> [PROBLEM REQUIREMENTS]: Lines from the one containing "validate_api_url(url)?;" through the last line of the records below are to be repeated exactly.

> [ENTRIES PROVIDED]:
- Opening Delimiter -
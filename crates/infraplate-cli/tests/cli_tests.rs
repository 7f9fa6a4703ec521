//! Black-box tests for the `infraplate` binary, rendering from snapshot
//! payloads so no API is needed.

mod common;

use common::{Workspace, files_under};
use predicates::prelude::*;

// ============================================================================
// generate
// ============================================================================

#[test]
fn generate_mirrors_the_template_tree() {
    let ws = Workspace::new();
    ws.write(
        "templates/main.tf",
        "provider \"aws\" {\n  region = \"{{region}}\"\n}\n{{#each resources}}\n# {{name}} ({{type}})\n{{/each}}",
    );
    ws.write(
        "templates/k8s/deploy.yaml",
        "{{#each resources}}---\nname: {{name}}\nreplicas: {{configuration.replicas|default:\"1\"}}\n{{/each}}",
    );

    ws.generate("shop")
        .assert()
        .success()
        .stdout(predicate::str::contains("2 file(s) written"))
        .stdout(predicate::str::contains("terraform -chdir=out init"))
        .stdout(predicate::str::contains("kubectl apply --dry-run=client"));

    assert_eq!(files_under(&ws.path("out")), ["k8s/deploy.yaml", "main.tf"]);
    assert_eq!(
        ws.read("out/k8s/deploy.yaml"),
        "---\nname: web\nreplicas: 2\n---\nname: db\nreplicas: 1\n"
    );
    assert!(ws.read("out/main.tf").contains("region = \"eu-west-1\""));
}

#[test]
fn unknown_blueprint_exits_three_and_creates_nothing() {
    let ws = Workspace::new();
    ws.write("templates/main.tf", "# {{name}}\n");

    ws.generate("nope")
        .assert()
        .code(3)
        .stderr(predicate::str::contains("blueprint 'nope' not found"));

    assert!(!ws.path("out").exists());
}

#[test]
fn second_run_is_byte_identical() {
    let ws = Workspace::new();
    ws.write("templates/app.json", "{\"name\": \"{{name}}\", \"resources\": {{resources}}}\n");

    ws.generate("shop").assert().success();
    let first = ws.read("out/app.json");
    ws.generate("shop").assert().success();
    assert_eq!(ws.read("out/app.json"), first);
}

#[test]
fn missing_variable_warns_by_default_and_fails_when_strict() {
    let ws = Workspace::new();
    ws.write("templates/main.tf", "name = \"{{nmae}}\"\n");

    ws.generate("shop")
        .assert()
        .success()
        .stdout(predicate::str::contains("variable 'nmae' is not defined"));
    assert_eq!(ws.read("out/main.tf"), "name = \"\"\n");

    ws.generate_with("shop", "templates", "strict-out")
        .arg("--strict")
        .assert()
        .code(6)
        .stdout(predicate::str::contains("did you mean: name"))
        .stderr(predicate::str::contains("1 of 1 file(s) failed"));
    assert!(!ws.path("strict-out/main.tf").exists());
}

#[test]
fn invalid_yaml_fails_only_that_file() {
    let ws = Workspace::new();
    ws.write("templates/good.yaml", "image: \"{{resources[0].configuration.image}}\"\n");
    ws.write("templates/bad.yaml", "image: {{resources[0].configuration.image}}: x\n");

    ws.generate("shop")
        .assert()
        .code(6)
        .stdout(predicate::str::contains("bad.yaml: rendered output is not valid yaml"));

    assert_eq!(files_under(&ws.path("out")), ["good.yaml"]);
}

#[test]
fn atomic_run_writes_nothing_on_error() {
    let ws = Workspace::new();
    ws.write("templates/good.yaml", "name: {{name}}\n");
    ws.write("templates/bad.yaml", "{{#if name}}unclosed\n");

    ws.generate("shop")
        .arg("--atomic")
        .assert()
        .code(6)
        .stderr(predicate::str::contains("Atomic run blocked"));

    assert!(!ws.path("out/good.yaml").exists());
}

#[test]
fn dry_run_writes_nothing() {
    let ws = Workspace::new();
    ws.write("templates/main.tf", "# {{name}}\n");

    ws.generate("shop")
        .arg("--dry-run")
        .assert()
        .success()
        .stdout(predicate::str::contains("Dry run"));

    assert!(!ws.path("out").exists());
}

#[test]
fn custom_variables_override_with_warning() {
    let ws = Workspace::new();
    ws.write("templates/main.tf", "region = \"{{region}}\"\n");
    ws.write("staging.yaml", "region: us-east-2\n");

    ws.generate("shop")
        .args(["--vars", "staging.yaml"])
        .assert()
        .success()
        .stdout(predicate::str::contains("custom variable overrides 'region'"));

    assert_eq!(ws.read("out/main.tf"), "region = \"us-east-2\"\n");
}

#[test]
fn skip_policy_keeps_existing_files() {
    let ws = Workspace::new();
    ws.write("templates/main.tf", "# {{name}}\n");
    ws.write("out/main.tf", "# hand edited\n");

    ws.generate("shop")
        .args(["--overwrite", "skip"])
        .assert()
        .success()
        .stdout(predicate::str::contains("1 existing file(s) kept"));

    assert_eq!(ws.read("out/main.tf"), "# hand edited\n");
}

#[test]
fn json_output_is_the_run_report() {
    let ws = Workspace::new();
    ws.write("templates/main.tf", "# {{name}}\n");

    let assert = ws
        .generate("shop")
        .args(["--output-format", "json"])
        .assert()
        .success();

    let report: serde_json::Value = serde_json::from_slice(&assert.get_output().stdout).unwrap();
    assert_eq!(report["kind"], "blueprint");
    assert_eq!(report["files"][0]["relative_path"], "main.tf");
    assert_eq!(report["files"][0]["status"], "written");
}

#[test]
fn stack_snapshots_can_be_yaml() {
    let ws = Workspace::new();
    ws.write("templates/env.json", "{\"env\": \"{{stack.environment}}\"}\n");

    ws.infraplate()
        .args(["generate", "stack", "shop-prod", "-t", "templates", "-o", "out"])
        .args(["--from-dir", "snapshots"])
        .assert()
        .success();

    assert_eq!(ws.read("out/env.json"), "{\"env\": \"production\"}\n");
}

// ============================================================================
// list-variables
// ============================================================================

#[test]
fn list_variables_plain() {
    let ws = Workspace::new();
    ws.infraplate()
        .args(["list-variables", "blueprint", "shop", "--from-dir", "snapshots"])
        .args(["--format", "plain", "--filter", "resources[0]"])
        .assert()
        .success()
        .stdout(predicate::str::contains("resources[0].name\tstring\t\"web\""))
        .stdout(predicate::str::contains("resources[0].configuration\tobject\t{ 2 properties }"))
        .stdout(predicate::str::contains("resources[1]").not());
}

#[test]
fn list_variables_table_groups_by_root() {
    let ws = Workspace::new();
    ws.infraplate()
        .args(["list-variables", "blueprint", "shop", "--from-dir", "snapshots"])
        .assert()
        .success()
        .stdout(predicate::str::contains("[resources]"))
        .stdout(predicate::str::contains("[region]"))
        .stdout(predicate::str::contains("blueprint.name").not());
}

#[test]
fn list_variables_json() {
    let ws = Workspace::new();
    let assert = ws
        .infraplate()
        .args(["list-variables", "blueprint", "shop", "--from-dir", "snapshots"])
        .args(["--format", "json", "--filter", "name"])
        .assert()
        .success();

    let listing: serde_json::Value = serde_json::from_slice(&assert.get_output().stdout).unwrap();
    assert_eq!(listing["entries"][0]["path"], "name");
    assert_eq!(listing["entries"][0]["type"], "string");
}

// ============================================================================
// init / config / completions / help
// ============================================================================

#[test]
fn init_then_config_get() {
    let ws = Workspace::new();
    ws.infraplate()
        .args(["-c", "infraplate.toml", "init"])
        .assert()
        .success();
    assert!(ws.read("infraplate.toml").contains("[render]"));

    ws.infraplate()
        .args(["-c", "infraplate.toml", "init"])
        .assert()
        .code(2)
        .stderr(predicate::str::contains("--force"));

    ws.infraplate()
        .args(["-c", "infraplate.toml", "config", "get", "api.timeout_secs"])
        .assert()
        .success()
        .stdout("30\n");
}

#[test]
fn environment_overrides_config() {
    let ws = Workspace::new();
    ws.infraplate()
        .env("INFRAPLATE_RENDER__OVERWRITE", "skip")
        .args(["config", "get", "render.overwrite"])
        .assert()
        .success()
        .stdout("skip\n");
}

#[test]
fn completions_for_bash() {
    let ws = Workspace::new();
    ws.infraplate()
        .args(["completions", "bash"])
        .assert()
        .success()
        .stdout(predicate::str::contains("infraplate"));
}

#[test]
fn help_and_version() {
    let ws = Workspace::new();
    ws.infraplate()
        .arg("--help")
        .assert()
        .success()
        .stdout(predicate::str::contains("generate"))
        .stdout(predicate::str::contains("list-variables"));
    ws.infraplate()
        .arg("--version")
        .assert()
        .success()
        .stdout(predicate::str::contains(env!("CARGO_PKG_VERSION")));
}
//! Command handlers. Each one translates arguments into a core request, runs
//! it through the adapters and renders the result. No business logic lives
//! here.

pub mod completions;
pub mod config;
pub mod generate;
pub mod init;
pub mod variables;

use std::time::Duration;

use tracing::debug;

use infraplate_adapters::{HttpDataSource, SnapshotDataSource};
use infraplate_core::{application::ports::DataSource, domain::Identifier};

use crate::{
    cli::SourceArgs,
    config::{AppConfig, validate_api_url},
    error::{CliError, CliResult},
};

/// Pick the data source: `--from-dir` snapshots, else the HTTP API.
///
/// Flags win over the config file; the API key must be non-blank.
pub(crate) fn build_source(args: &SourceArgs, config: &AppConfig) -> CliResult<Box<dyn DataSource>> {
    if let Some(dir) = &args.from_dir {
        debug!(dir = %dir.display(), "Using snapshot data source");
        return Ok(Box::new(SnapshotDataSource::new(dir.clone())));
    }

    let url = args.api_url.as_deref().unwrap_or(&config.api.url);
    validate_api_url(url)?;

    let key = args
        .api_key
        .as_deref()
        .or(config.api.key.as_deref())
        .map(str::trim)
        .filter(|k| !k.is_empty())
        .ok_or(CliError::MissingApiKey)?;

    let timeout = Duration::from_secs(args.timeout.unwrap_or(config.api.timeout_secs).max(1));
    debug!(url, timeout_secs = timeout.as_secs(), "Using platform API");
    Ok(Box::new(HttpDataSource::new(url, key, timeout)?))
}

/// Parse the positional identifier once, up front.
pub(crate) fn parse_identifier(raw: &str) -> CliResult<Identifier> {
    Identifier::parse(raw).map_err(|e| CliError::InvalidInput {
        message: e.to_string(),
    })
}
- Closing Delimiter -
> [SOLUTION]:
    validate_api_url(url)?;

    let key = args
        .api_key
        .as_deref()
        .or(config.api.key.as_deref())
        .map(str::trim)
        .filter(|k| !k.is_empty())
        .ok_or(CliError::MissingApiKey)?;

    let timeout = Duration::from_secs(args.timeout.unwrap_or(config.api.timeout_secs).max(1));
    debug!(url, timeout_secs = timeout.as_secs(), "Using platform API");
    Ok(Box::new(HttpDataSource::new(url, key, timeout)?))
}

/// Parse the positional identifier once, up front.
pub(crate) fn parse_identifier(raw: &str) -> CliResult<Identifier> {
    Identifier::parse(raw).map_err(|e| CliError::InvalidInput {
        message: e.to_string(),
    })
}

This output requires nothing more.